Decide what to save.
If you put $10 a week in a 529 plan that seeks stock-market returns from the day your child is born until she's 17, you could have close to $14,000. If you can part with $25 a week, you could have $34,000. And a $100 a week will net you nearly $300,000. Pick a doable amount for now and gradually increase it.
Stick with it!
"Once you've decided what percentage you can put away, make it a regular routine by having the money automatically withdrawn from your bank account," advises Lisa J.B. Peterson, president of Lantern Financial, in Boston. But never let saving for college trump your retirement saving.
Little Ways To Save Big
Give yourself a bonus with these creative ideas.

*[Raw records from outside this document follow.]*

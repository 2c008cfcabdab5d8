//! Publish result announcements
//!
//! After a gist is created its URL is copied to the clipboard and announced
//! with a desktop notification. When no notification mechanism is available
//! the announcement falls back to plain terminal output, so the URL is
//! never silently lost. On Linux the clipboard contents are kept alive by a
//! detached copy of the binary, since the selection dies with its owner.

use std::process::Command;

use crate::core::documents::Visibility;

/// Sentence appended to notifications once the URL is on the clipboard
pub const CLIPBOARD_BODY: &str = "The URL has been copied to your clipboard.";

/// Argv marker for the spawned process that keeps the clipboard alive
#[cfg(target_os = "linux")]
pub const CLIPBOARD_DAEMON_ARG: &str = "__clipboard-daemon";

/// Announces publish results to the user
pub trait ResultNotifier {
    /// Announce a published gist URL
    fn notify(&self, url: &str, visibility: Visibility);
}

/// Platform side effects behind the notifier
pub trait DesktopActions {
    /// Put text on the system clipboard
    fn set_clipboard(&self, text: &str) -> bool;

    /// Show a desktop notification
    fn show_notification(&self, title: &str, subtitle: &str, body: &str) -> bool;
}

/// The real clipboard and notification commands
pub struct SystemActions;

impl DesktopActions for SystemActions {
    fn set_clipboard(&self, text: &str) -> bool {
        copy_to_clipboard(text)
    }

    fn show_notification(&self, title: &str, subtitle: &str, body: &str) -> bool {
        send_desktop_notification(title, subtitle, body)
    }
}

/// Notifier using the clipboard plus the platform notification command
pub struct DesktopNotifier {
    actions: Box<dyn DesktopActions>,
}

impl DesktopNotifier {
    /// Create a notifier over the real platform actions
    pub fn new() -> Self {
        Self::with_actions(Box::new(SystemActions))
    }

    /// Create a notifier over the given actions
    pub fn with_actions(actions: Box<dyn DesktopActions>) -> Self {
        Self { actions }
    }
}

impl Default for DesktopNotifier {
    fn default() -> Self {
        Self::new()
    }
}

impl ResultNotifier for DesktopNotifier {
    fn notify(&self, url: &str, visibility: Visibility) {
        // Clipboard first: the URL must be usable even if notifications fail
        let copied = self.actions.set_clipboard(url);

        let title = notification_title(visibility);
        let body = if copied { CLIPBOARD_BODY } else { "" };

        if !self.actions.show_notification(&title, url, body) {
            eprintln!("✓ {}", title);
            eprintln!("  {}", url);
            if copied {
                eprintln!("  {}", CLIPBOARD_BODY);
            }
        }
    }
}

/// Title announcing a published gist
fn notification_title(visibility: Visibility) -> String {
    format!("{} Gist Created", visibility.label())
}

/// Serve the clipboard holder role when invoked for it
///
/// Returns true when this process was spawned with `CLIPBOARD_DAEMON_ARG`,
/// in which case it has already done its job and the caller should exit
/// without touching the CLI.
pub fn run_clipboard_daemon() -> bool {
    #[cfg(target_os = "linux")]
    {
        use std::ffi::OsStr;

        let mut args = std::env::args_os().skip(1);
        if args.next().as_deref() != Some(OsStr::new(CLIPBOARD_DAEMON_ARG)) {
            return false;
        }
        if let Some(text) = args.next().as_ref().and_then(|text| text.to_str()) {
            if let Err(e) = hold_clipboard(text) {
                tracing::warn!("clipboard holder failed: {}", e);
            }
        }
        true
    }
    #[cfg(not(target_os = "linux"))]
    {
        false
    }
}

/// Own the clipboard selection until another application takes it over
#[cfg(target_os = "linux")]
fn hold_clipboard(text: &str) -> Result<(), arboard::Error> {
    use arboard::SetExtLinux;

    arboard::Clipboard::new()?.set().wait().text(text)
}

/// Launch the detached process that owns the clipboard selection
#[cfg(target_os = "linux")]
fn spawn_clipboard_daemon(text: &str) -> std::io::Result<()> {
    use std::process::Stdio;

    Command::new(std::env::current_exe()?)
        .arg(CLIPBOARD_DAEMON_ARG)
        .arg(text)
        .stdin(Stdio::null())
        .stdout(Stdio::null())
        .stderr(Stdio::null())
        .current_dir("/")
        .spawn()?;
    Ok(())
}

/// Copy text to the system clipboard
///
/// Returns true if the clipboard accepted the text, false otherwise. On
/// Linux the contents are handed to a spawned holder process, since the
/// selection only lives as long as its owner.
fn copy_to_clipboard(text: &str) -> bool {
    #[cfg(target_os = "linux")]
    {
        // No display connection means no clipboard to hand the contents to
        if let Err(e) = arboard::Clipboard::new() {
            tracing::warn!("clipboard unavailable: {}", e);
            return false;
        }
        match spawn_clipboard_daemon(text) {
            Ok(()) => true,
            Err(e) => {
                tracing::warn!("clipboard holder failed to start: {}", e);
                false
            }
        }
    }
    #[cfg(not(target_os = "linux"))]
    {
        match arboard::Clipboard::new().and_then(|mut clipboard| clipboard.set_text(text.to_string())) {
            Ok(()) => true,
            Err(e) => {
                tracing::warn!("clipboard copy failed: {}", e);
                false
            }
        }
    }
}

/// Attempt to show a desktop notification
///
/// Returns true if the notification command was successfully launched,
/// false otherwise.
#[allow(unused_variables)]
fn send_desktop_notification(title: &str, subtitle: &str, body: &str) -> bool {
    #[cfg(target_os = "macos")]
    {
        let script = format!(
            r#"display notification "{}" with title "{}" subtitle "{}""#,
            escape_applescript(body),
            escape_applescript(title),
            escape_applescript(subtitle)
        );
        Command::new("osascript").args(["-e", &script]).spawn().is_ok()
    }
    #[cfg(target_os = "linux")]
    {
        let text = if body.is_empty() {
            subtitle.to_string()
        } else {
            format!("{}\n{}", subtitle, body)
        };
        Command::new("notify-send").arg(title).arg(text).spawn().is_ok()
    }
    #[cfg(not(any(target_os = "macos", target_os = "linux")))]
    {
        false
    }
}

/// Escape text for interpolation into an AppleScript string literal
#[cfg(target_os = "macos")]
fn escape_applescript(text: &str) -> String {
    text.replace('\\', "\\\\").replace('"', "\\\"")
}

/// Attempt to open a URL in the default browser
///
/// Returns true if the browser was successfully launched, false otherwise.
#[allow(unused_variables)]
pub fn open_browser(url: &str) -> bool {
    #[cfg(target_os = "macos")]
    {
        Command::new("open").arg(url).spawn().is_ok()
    }
    #[cfg(target_os = "linux")]
    {
        Command::new("xdg-open").arg(url).spawn().is_ok()
    }
    #[cfg(target_os = "windows")]
    {
        Command::new("cmd")
            .args(["/C", "start", url])
            .spawn()
            .is_ok()
    }
    #[cfg(not(any(target_os = "macos", target_os = "linux", target_os = "windows")))]
    {
        false
    }
}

Commit 50 percent of every windfall.
Whether it's a tax refund or lottery winnings, earmark at least half for your child's 529 college savings plan. Use the next 30 percent to pay debt or bills, make a home repair, or tackle other necessary expenses, advises Chris Kimball, a financial planner with Prudential Financial's Northwest Financial Associates, in Lakewood, Washington. Blow the final 20 percent guiltlessly on dinner out, a vacation, or another indulgence.
Have a yard sale.
Sell your child's gently used or unopened gifts, toys, and clothes once a year at a yard sale or through an eBay store, and add whatever you earn to your family's tuition fund. The Petersiks raked in $425 at their garage sale last summer.
Shamelessly ask for a little help.
Let grandparents and other relatives know that you've opened a 529 plan. If they're considering a cash gift for the baby, ask them to make their check payable to the plan so the money can grow tax-free. In some states, this might disqualify you from getting the tax deduction; find details about each state's plan at CollegeSavings.org.